中国文化纵横几千年,源远流长,到处都弥漫着一股浓烈的甘醇的酒香,这酒香中氤氲着的是祭祀者的虔诚,是有志之士的慷慨激昂,是青年才俊的雄才大略,是失意者的惆怅失落,是激愤者的“不平之鸣”。
第一章 序言
酒为诗之媒,酒是诗人生命的表现形态,酒力的升华能够使诗人们孕育出好诗。“且将棋度日,应用酒为年”“宽心应是酒,遣兴莫过诗”,像这样痛饮度日,以酒遣兴的事例不在少数。谈到酒,我们大都会将注意力集中于那个有着“花间一壶酒”的浪漫情怀的“诗仙”、“酒仙”李白,却忽略了那个将内心愁苦酿成一壶浊酒的杜甫。
清代《全唐诗》选杜诗有1400多首,其中写酒的诗就有300余首,与他同时期的李白相比较,杜甫诗中的酒不是李白诗中经常出现的“金樽清酒”,大都是浊酒,而且相对于李白的醉饮来看,杜甫诗歌之中的“浊酒”意象更加注重表现的是酒后清醒之后的刺痛之感,造成这些不同的原因是多方面的,也就造成了杜甫诗歌之中包含独特文化内涵和思想内蕴的特殊的“浊酒”意象。
第二章 “浊酒”意象分析
唐朝是一个崇尚美酒的典型时代,朝野上下,市井内外,都会把酒当作媒介,当时的人们也通过酒的媒介来传递感情,抒发精神情趣。
在占其诗歌总数20%之多的饮酒诗中,杜甫的“我生性放诞,雅俗逃自然。嗜酒爱风竹,卜居必林泉”、“此身醒复醉,乘兴即为家”都是他的饮酒生活的写照,即使到了老年,他也以酒为伴,“朝回日日典春衣,每日江头尽醉归。酒债寻常行处有,人生七十古来稀”,可以看出杜甫不仅是“诗圣”,“酒圣”这一名号也非他莫属。对于杜甫来说,酒不但是个性张扬时的催化剂,是沉郁悲怆时的浇愁之物,更是他不得志时苦闷之时的象征物。他的诗歌中鲜有“美酒”出现,取而代之的是出现次数众多的“香醪”“春醪”“浊醪”等“浊酒”意象。

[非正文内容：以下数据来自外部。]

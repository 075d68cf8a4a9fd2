//! Terminal rendering shared by the command handlers

use colored::*;
use convoy_core::domain::lifecycle::MachineState;
use convoy_core::domain::task::{StepStatus, Task, TaskStatus, TaskStep};
use convoy_core::dto::task::TaskDetail;

const TIME_FORMAT: &str = "%Y-%m-%d %H:%M:%S";

pub fn colorize_task_status(status: TaskStatus) -> ColoredString {
    let text = status.as_str();
    match status {
        TaskStatus::Pending => text.yellow(),
        TaskStatus::Running => text.cyan(),
        TaskStatus::Success => text.green(),
        TaskStatus::Failed => text.red(),
        TaskStatus::PartialFailure => text.magenta(),
    }
}

pub fn colorize_step_status(status: StepStatus) -> ColoredString {
    let text = status.as_str();
    match status {
        StepStatus::Pending => text.dimmed(),
        StepStatus::Running => text.cyan(),
        StepStatus::Success => text.green(),
        StepStatus::Failed => text.red(),
        StepStatus::Skipped => text.yellow(),
    }
}

pub fn colorize_machine_state(state: MachineState) -> ColoredString {
    let text = state.as_str();
    if state.is_failure() {
        text.red()
    } else if state.is_in_progress() {
        text.cyan()
    } else if state == MachineState::Running {
        text.green()
    } else {
        text.normal()
    }
}

/// One line per step transition while following an operation
pub fn print_step_progress(step: &TaskStep) {
    let mut line = format!(
        "  {} machine {:<4} {:<22} {}",
        "▸".cyan(),
        step.machine_id,
        step.name,
        colorize_step_status(step.status)
    );
    if let Some(error) = &step.error {
        line.push_str(&format!("  {}", error.red()));
    }
    println!("{}", line);
}

pub fn print_task_summary(task: &Task) {
    println!("  {} Task {}", "▸".cyan(), task.id.to_string().dimmed());
    println!("    Operation: {}", task.operation);
    println!("    Status:    {}", colorize_task_status(task.status));
    println!(
        "    Created:   {}",
        task.created_at.format(TIME_FORMAT).to_string().dimmed()
    );
    println!();
}

pub fn print_task_details(detail: &TaskDetail) {
    let task = &detail.task;

    println!("{}", "Task Details:".bold());
    println!("  ID:          {}", task.id.to_string().cyan());
    println!("  Name:        {}", task.name);
    println!("  Pipeline ID: {}", task.pipeline_id.to_string().dimmed());
    println!("  Status:      {}", colorize_task_status(task.status));
    println!("  Created:     {}", task.created_at.format(TIME_FORMAT));

    if let Some(started) = task.started_at {
        println!("  Started:     {}", started.format(TIME_FORMAT));
    }

    if let Some(finished) = task.finished_at {
        println!("  Finished:    {}", finished.format(TIME_FORMAT));
        if let Some(started) = task.started_at {
            let seconds = finished.signed_duration_since(started).num_seconds();
            println!("  Duration:    {}s", seconds);
        }
    }

    let stats = &detail.stats;
    println!(
        "  Steps:       {} total, {} succeeded, {} failed, {} skipped",
        stats.total(),
        stats.success.to_string().green(),
        stats.failed.to_string().red(),
        stats.skipped.to_string().yellow()
    );

    for machine in &detail.machines {
        println!("\n{}", format!("Machine {}:", machine.machine_id).bold());
        for step in &machine.steps {
            println!(
                "  {:>2}. {:<22} {}",
                step.sequence + 1,
                step.name,
                colorize_step_status(step.status)
            );
            if let Some(output) = step.output.as_deref().filter(|o| !o.is_empty()) {
                println!("      {}", output.dimmed());
            }
            if let Some(error) = &step.error {
                println!("      {}", error.red());
            }
        }
    }

    if let Some(error) = &task.error_message {
        println!("\n{}", "Error:".bold());
        println!("{}", error.red());
    }
}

早在殷商时期,人们就用谷物加酒曲酿酒,唐人酿酒,多用黍米和糯米。这在唐人诗作中也有记载,“酿黍长添不尽杯”(司空图《力疾马上走笔》)就是说的用黍米酿酒。唐代的米酒按当时的酿造模式又可分为浊酒和清酒。浊酒的特点是酿造时间短,成熟期快,酒度偏低,甜度偏高,酿造工艺也比较简单。浊酒的酒液比较浑浊,米滓往往漂浮在酒面上,如同浮蚁一般,故而唐人咏及浊酒,多用“蚁浮”或“浮蚁”来形容。杜诗中的酒多为浊酒,但有时也用别的词来替代,如“蚁浮仍腊味,欧泛已春生”(《正月三日归溪上有作,简院内诸公》),“无人竭浮蚁,有待至昏鸦”(《对雪》)。杜甫也称酒为“香醪”,“ 醪”也是浊酒的意思,杜诗“细草偏称坐,香醪懒再酤”(《陪李金吾花下饮》),“清秋多宴会,终日困香醪”(《崔驸马山亭宴集》)。也有时候,杜甫将酒称作“浊醪”,“ 浊醪自初熟,东城多鼓鼙。”(《泛溪》)。